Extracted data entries

#####

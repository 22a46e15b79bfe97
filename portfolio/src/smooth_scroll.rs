//! In-page navigation links that glide to their section instead of jumping.

use log::trace;
use pagedom::{Element, Event, EventKind, ScrollBehavior, Surface, Tag, Target};

use crate::config::NavigationConfig;
use crate::page::{Context, Listener};

fn is_hash_link(el: &Element) -> bool {
    el.tag == Tag::Anchor && el.attribute("href").is_some_and(|href| href.starts_with('#'))
}

#[derive(Debug)]
pub struct SmoothScroll {
    config: NavigationConfig,
}

impl SmoothScroll {
    pub fn new(config: NavigationConfig) -> Self {
        Self { config }
    }

    /// Subscribe to clicks on every `#`-link inside the navigation lists.
    pub fn mount<S: Surface>(&self, cx: &mut Context<'_, S>) {
        let lists = cx.surface().query_class(&self.config.links_class);
        for list in lists {
            let links = cx.surface().query_within(&list, &is_hash_link);
            for link in links {
                cx.listen(Target::element(&link), EventKind::Click, Listener::SmoothScroll);
            }
        }
    }

    /// `link` is the anchor the listener was registered on.
    pub fn handle_event<S: Surface>(&self, event: &Event, link: &Target, cx: &mut Context<'_, S>) {
        if !matches!(event, Event::Click { .. }) {
            return;
        }
        cx.prevent_default();

        let Some(href) = link.id().and_then(|id| cx.surface().attribute(id, "href")) else {
            return;
        };
        let target_id = href.trim_start_matches('#');
        let Some(target) = cx.surface().element(target_id) else {
            trace!("link target '{href}' not on page");
            return;
        };

        let top = target.rect.top().saturating_sub(self.config.offset);
        cx.surface_mut().scroll_to(top, ScrollBehavior::Smooth);
    }
}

#####

Exercise
Go through the records and repeat each one exactly as written.

Exercise solution
repository 22a46e15b79bfe97
filename portfolio/src/smooth_scroll.rs
//! In-page navigation links that glide to their section instead of jumping.

use log::trace;
use pagedom::{Element, Event, EventKind, ScrollBehavior, Surface, Tag, Target};

use crate::config::NavigationConfig;
use crate::page::{Context, Listener};

fn is_hash_link(el: &Element) -> bool {
    el.tag == Tag::Anchor && el.attribute("href").is_some_and(|href| href.starts_with('#'))
}

#[derive(Debug)]
pub struct SmoothScroll {
    config: NavigationConfig,
}

impl SmoothScroll {
    pub fn new(config: NavigationConfig) -> Self {
        Self { config }
    }

    /// Subscribe to clicks on every `#`-link inside the navigation lists.
    pub fn mount<S: Surface>(&self, cx: &mut Context<'_, S>) {
        let lists = cx.surface().query_class(&self.config.links_class);
        for list in lists {
            let links = cx.surface().query_within(&list, &is_hash_link);
            for link in links {
                cx.listen(Target::element(&link), EventKind::Click, Listener::SmoothScroll);
            }
        }
    }

    /// `link` is the anchor the listener was registered on.
    pub fn handle_event<S: Surface>(&self, event: &Event, link: &Target, cx: &mut Context<'_, S>) {
        if !matches!(event, Event::Click { .. }) {
            return;
        }
        cx.prevent_default();

        let Some(href) = link.id().and_then(|id| cx.surface().attribute(id, "href")) else {
            return;
        };
        let target_id = href.trim_start_matches('#');
        let Some(target) = cx.surface().element(target_id) else {
            trace!("link target '{href}' not on page");
            return;
        };

        let top = target.rect.top().saturating_sub(self.config.offset);
        cx.surface_mut().scroll_to(top, ScrollBehavior::Smooth);
    }
}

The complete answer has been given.